Wednesday, 28 September 2005

tidbits


  • Trish calls people Smacky. That's better than Citizen or Comrade or Brother and no one could possibly object to it as they do to Ma'am, Miss, and Sir. Smacky. It's both derogatory and affectionate. It's Trish's and I cannot steal it, but I haven't wanted to appropriate anything as much since RudeBoy's "damb."

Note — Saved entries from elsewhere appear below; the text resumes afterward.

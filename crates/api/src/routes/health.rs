//! Health check endpoints.

use axum::{Json, Router, routing::get};
use serde::Serialize;

use crate::AppState;

/// Health check response.
#[derive(Serialize)]
pub struct HealthResponse {
    /// Service status.
    pub status: &'static str,
    /// Service version.
    pub version: &'static str,
}

/// Health check handler.
async fn health_check() -> Json<HealthResponse> {
    Json(HealthResponse {
        status: "healthy",
        version: env!("CARGO_PKG_VERSION"),
    })
}

/// Creates health check routes.
pub fn routes() -> Router<AppState> {
    Router::new().route("/health", get(health_check))
}
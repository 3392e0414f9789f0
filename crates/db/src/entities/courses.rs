//! `SeaORM` Entity for courses table.

use sea_orm::entity::prelude::*;
use serde::{Deserialize, Serialize};

use super::sea_orm_active_enums::CourseStatus;

#[derive(Clone, Debug, PartialEq, DeriveEntityModel, Eq, Serialize, Deserialize)]
#[sea_orm(table_name = "courses")]
pub struct Model {
    #[sea_orm(primary_key, auto_increment = false)]
    pub id: Uuid,
    pub instructor_id: Uuid,
    pub title: String,
    /// Listed price in minor units (paise/cents). Zero means free.
    pub price_minor: i64,
    pub currency: String,
    /// Platform fee percentage, e.g. `10.00`.
    pub platform_fee_percent: Decimal,
    pub status: CourseStatus,
    pub created_at: DateTimeWithTimeZone,
    pub updated_at: DateTimeWithTimeZone,
}

#[derive(Copy, Clone, Debug, EnumIter, DeriveRelation)]
pub enum Relation {
    #[sea_orm(
        belongs_to = "super::users::Entity",
        from = "Column::InstructorId",
        to = "super::users::Column::Id"
    )]
    Users,
    #[sea_orm(has_many = "super::enrollments::Entity")]
    Enrollments,
    #[sea_orm(has_many = "super::payments::Entity")]
    Payments,
}

impl Related<super::users::Entity> for Entity {
    fn to() -> RelationDef {
        Relation::Users.def()
    }
}

impl Related<super::enrollments::Entity> for Entity {
    fn to() -> RelationDef {
        Relation::Enrollments.def()
    }
}

impl Related<super::payments::Entity> for Entity {
    fn to() -> RelationDef {
        Relation::Payments.def()
    }
}

impl ActiveModelBehavior for ActiveModel {}
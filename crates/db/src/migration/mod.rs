//! Database migrations.
//!
//! Migrations are managed using sea-orm-migration.

pub use sea_orm_migration::prelude::*;

mod m20260815_000001_initial;

/// Migrator for running database migrations.
pub struct Migrator;

#[async_trait::async_trait]
impl MigratorTrait for Migrator {
    fn migrations() -> Vec<Box<dyn MigrationTrait>> {
        vec![Box::new(m20260815_000001_initial::Migration)]
    }
}
//! Payment gateway client.
//!
//! The gateway is the only network egress in the core: it creates remote
//! payment orders and nothing else. The client is constructed once at
//! startup and injected, never held as global state.

pub mod client;
pub mod error;

pub use client::{GatewayClient, GatewayOrder, HttpGatewayClient, OrderRequest};
pub use error::GatewayError;
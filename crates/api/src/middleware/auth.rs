//! Authentication middleware for protected routes.

use axum::{
    Json,
    extract::{FromRequestParts, Request, State},
    http::{StatusCode, header::AUTHORIZATION, request::Parts},
    middleware::Next,
    response::{IntoResponse, Response},
};
use serde_json::json;

use crate::AppState;
use coursepay_shared::Claims;
use coursepay_shared::types::UserId;

/// Extracts the bearer token from the Authorization header.
fn extract_bearer_token(header: &str) -> Option<&str> {
    header
        .strip_prefix("Bearer ")
        .or_else(|| header.strip_prefix("bearer "))
}

/// Authentication middleware that validates JWT tokens.
///
/// This middleware:
/// 1. Extracts the Bearer token from the Authorization header
/// 2. Validates the token using the JWT service
/// 3. Stores the claims in request extensions for handlers to access
pub async fn auth_middleware(
    State(state): State<AppState>,
    mut request: Request,
    next: Next,
) -> Response {
    let auth_header = request
        .headers()
        .get(AUTHORIZATION)
        .and_then(|h| h.to_str().ok());

    let Some(token) = auth_header.and_then(extract_bearer_token) else {
        return (
            StatusCode::UNAUTHORIZED,
            Json(json!({
                "error": "missing_token",
                "message": "Authorization header with Bearer token is required"
            })),
        )
            .into_response();
    };

    match state.jwt_service.validate_token(token) {
        Ok(claims) => {
            request.extensions_mut().insert(claims);
            next.run(request).await
        }
        Err(e) => {
            let (status, error, message) = match e {
                coursepay_shared::JwtError::Expired => (
                    StatusCode::UNAUTHORIZED,
                    "token_expired",
                    "Token has expired",
                ),
                _ => (
                    StatusCode::UNAUTHORIZED,
                    "invalid_token",
                    "Invalid or malformed token",
                ),
            };

            (status, Json(json!({ "error": error, "message": message }))).into_response()
        }
    }
}

/// Extractor for authenticated user claims.
///
/// Use this in handlers to get the authenticated user's claims:
///
/// ```ignore
/// async fn handler(auth: AuthUser) -> impl IntoResponse {
///     let user_id = auth.user_id();
///     // ...
/// }
/// ```
#[derive(Debug, Clone)]
pub struct AuthUser(pub Claims);

impl AuthUser {
    /// Returns the typed user ID from the claims.
    #[must_use]
    pub fn user_id(&self) -> UserId {
        UserId::from_uuid(self.0.user_id())
    }

    /// Returns true if the caller is an instructor.
    #[must_use]
    pub fn is_instructor(&self) -> bool {
        self.0.is_instructor()
    }

    /// Returns the user's role.
    #[must_use]
    pub fn role(&self) -> &str {
        &self.0.role
    }
}

impl<S> FromRequestParts<S> for AuthUser
where
    S: Send + Sync,
{
    type Rejection = (StatusCode, Json<serde_json::Value>);

    async fn from_request_parts(parts: &mut Parts, _state: &S) -> Result<Self, Self::Rejection> {
        parts
            .extensions
            .get::<Claims>()
            .cloned()
            .map(AuthUser)
            .ok_or_else(|| {
                (
                    StatusCode::UNAUTHORIZED,
                    Json(json!({
                        "error": "unauthorized",
                        "message": "Authentication required"
                    })),
                )
            })
    }
}
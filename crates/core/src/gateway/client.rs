//! Gateway order creation client.

use async_trait::async_trait;
use serde::Deserialize;
use serde_json::json;
use std::time::Duration;
use tracing::{debug, warn};

use super::error::GatewayError;
use coursepay_shared::config::GatewaySettings;
use coursepay_shared::types::Currency;

/// A request to create a remote payment order.
#[derive(Debug, Clone)]
pub struct OrderRequest {
    /// Amount in minor units (paise/cents).
    pub amount_minor: i64,
    /// Order currency.
    pub currency: Currency,
    /// Unique receipt reference; idempotent on the gateway side, so a
    /// retried request with the same receipt does not create a second order.
    pub receipt: String,
    /// Free-form metadata attached to the order (course id, student id).
    pub notes: serde_json::Value,
}

/// A remote order created at the gateway.
#[derive(Debug, Clone, PartialEq, Eq)]
pub struct GatewayOrder {
    /// Opaque order identifier assigned by the gateway.
    pub order_id: String,
    /// Echoed amount in minor units.
    pub amount_minor: i64,
}

/// Client for the payment gateway's orders API.
///
/// Implementations hold no payment state; this is purely a protocol
/// translation boundary.
#[async_trait]
pub trait GatewayClient: Send + Sync {
    /// Creates a remote payment order.
    async fn create_order(&self, request: &OrderRequest) -> Result<GatewayOrder, GatewayError>;
}

#[derive(Debug, Deserialize)]
struct OrderResponse {
    id: String,
    amount: i64,
}

/// HTTP implementation against a Razorpay-compatible orders API.
#[derive(Debug, Clone)]
pub struct HttpGatewayClient {
    http: reqwest::Client,
    base_url: String,
    key_id: String,
    key_secret: String,
}

impl HttpGatewayClient {
    /// Builds a client with the configured bounded timeout.
    pub fn new(settings: &GatewaySettings) -> Result<Self, GatewayError> {
        let http = reqwest::Client::builder()
            .timeout(Duration::from_secs(settings.timeout_secs))
            .build()
            .map_err(|e| GatewayError::Unavailable(e.to_string()))?;

        Ok(Self {
            http,
            base_url: settings.base_url.trim_end_matches('/').to_string(),
            key_id: settings.key_id.clone(),
            key_secret: settings.key_secret.clone(),
        })
    }
}

#[async_trait]
impl GatewayClient for HttpGatewayClient {
    async fn create_order(&self, request: &OrderRequest) -> Result<GatewayOrder, GatewayError> {
        let url = format!("{}/orders", self.base_url);
        let body = json!({
            "amount": request.amount_minor,
            "currency": request.currency.to_string(),
            "receipt": request.receipt,
            "notes": request.notes,
        });

        debug!(receipt = %request.receipt, amount = request.amount_minor, "creating gateway order");

        let response = self
            .http
            .post(&url)
            .basic_auth(&self.key_id, Some(&self.key_secret))
            .json(&body)
            .send()
            .await
            .map_err(|e| GatewayError::Unavailable(e.to_string()))?;

        let status = response.status();
        if status.is_server_error() {
            warn!(status = %status, "gateway returned server error");
            return Err(GatewayError::Unavailable(format!(
                "gateway responded with {status}"
            )));
        }
        if status.is_client_error() {
            let detail = response.text().await.unwrap_or_default();
            return Err(GatewayError::Rejected(format!(
                "{status}: {}",
                truncate(&detail, 256)
            )));
        }

        let order: OrderResponse = response
            .json()
            .await
            .map_err(|e| GatewayError::Unavailable(format!("malformed order response: {e}")))?;

        Ok(GatewayOrder {
            order_id: order.id,
            amount_minor: order.amount,
        })
    }
}

fn truncate(s: &str, max: usize) -> &str {
    match s.char_indices().nth(max) {
        Some((idx, _)) => &s[..idx],
        None => s,
    }
}

#[cfg(test)]
mod tests {
    use super::*;

    #[test]
    fn test_truncate_short_and_long() {
        assert_eq!(truncate("abc", 5), "abc");
        assert_eq!(truncate("abcdef", 3), "abc");
    }

    #[test]
    fn test_client_strips_trailing_slash() {
        let settings = GatewaySettings {
            key_id: "key".into(),
            key_secret: "secret".into(),
            webhook_secret: "whsec".into(),
            base_url: "https://api.example.test/v1/".into(),
            timeout_secs: 5,
        };
        let client = HttpGatewayClient::new(&settings).unwrap();
        assert_eq!(client.base_url, "https://api.example.test/v1");
    }
}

  • I dreamed a Russian Rabbithound (the "breed" of dog 3SK's Igor was) showed up at my house. His tags told me his name was Uro (?) but despite tags he had no owners. Igor had markings like a German Shepard, but long-haired and droopy-eared, whose paws were attached at the knee, while Uro had the same chassis but even shorter legs and short-hair erect fox-ears. He had an odd little waddle and an odder squat. But he was sweet and gentle with Blake and adopted himself at me, even though one of my dog-rules is that Ears Should be Droopy and Large. He wouldn't be happy in my house even if he did arrive: too many stairs.

  • Whyever the fuck, I had "Last Dance" in my head, specifically the line "A woman now standing where once there was only a girl." Perhaps because I move in such tedious circles that until Gaiman's reading last night I hadn't seen that many goths drooping about together since the 1989 Disintegration tour. That and Staring at the Sea are the only Cure albums I own, not that the latter counts as an album. I heard that one of their albums of the last few years (I would have assumed they'd've broken up long ago) approaches Disintegration. Hmm.

  • I am taking advantage of departmental absences to use two whole headphones. Disintegration and now Leonard Cohen.

  • Despite my musical choices I'm perfectly fine. Craving for breakfast for lunch replaced last night's ravenous desire, but when Minne and Lou and I got to the restaurant (the sort that has breakfast all day), I got a bacon guacamole burger instead of blueberry pancakes. I primarily wanted the bacon, so that was okay, but bacon and guacamole and two servings of red meat in less than 24 hours? Yum. I got through the afternoon without raiding anyone's chocolate, though I skipped the gym.

  • My sister had never heard of "eleventy-first," poor little non-Tolkien-reader. She liked it enough to use it but couldn't remember it well enough to say anything but "eleventy-tenth."

crippled by nostalgia

Maybe I don't want to be, anymore.

When I happened to be going home for Nisou's wedding in 1996, I looked up someone from my class whom I knew lived in town and asked whether the class of 1986 was going to have a reunion. She said, "Good idea," and took it from there. I created a page listing our names and some things I thought anyone from Lyme or Old Lyme might google if noodling about for their school.

Now we're drawing near a 20th and my contribution to the reunion is the page and googling contact information. I found one fellow's fundraising page for a marathon he's running. What makes me sad is how many of his sponsors are our classmates--people he is still close enough to, 20 years on, to ask to donate, while in contrast, I am friendly with 1.5 persons. One graduated with me after being new in 10th grade and another I grew up alongside from nursery school onward until she went to private school and we had had, as Egg said, a fight over a lunchbox anyway.

Eh, Smacky (is that better than O My Friends and Brothers, O My Future Biographers?), I'm not the worst off. We had four people who were new in 12th grade, and at least one moved away the summer before. Spending your 12th year among strangers must suck, as must growing up among the same core group of 60 or so people yet being able to call none of them friends, which I know also happened. If I didn't walk away with lifelong buddies, at least I left with a few shared smiles.

I'm so healthy I shock myself. And mostly don't wonder if I'm being disloyal to my high school self for being so. A little regret in a reminiscent kind of way, but not a paralytic crippling. Wheee.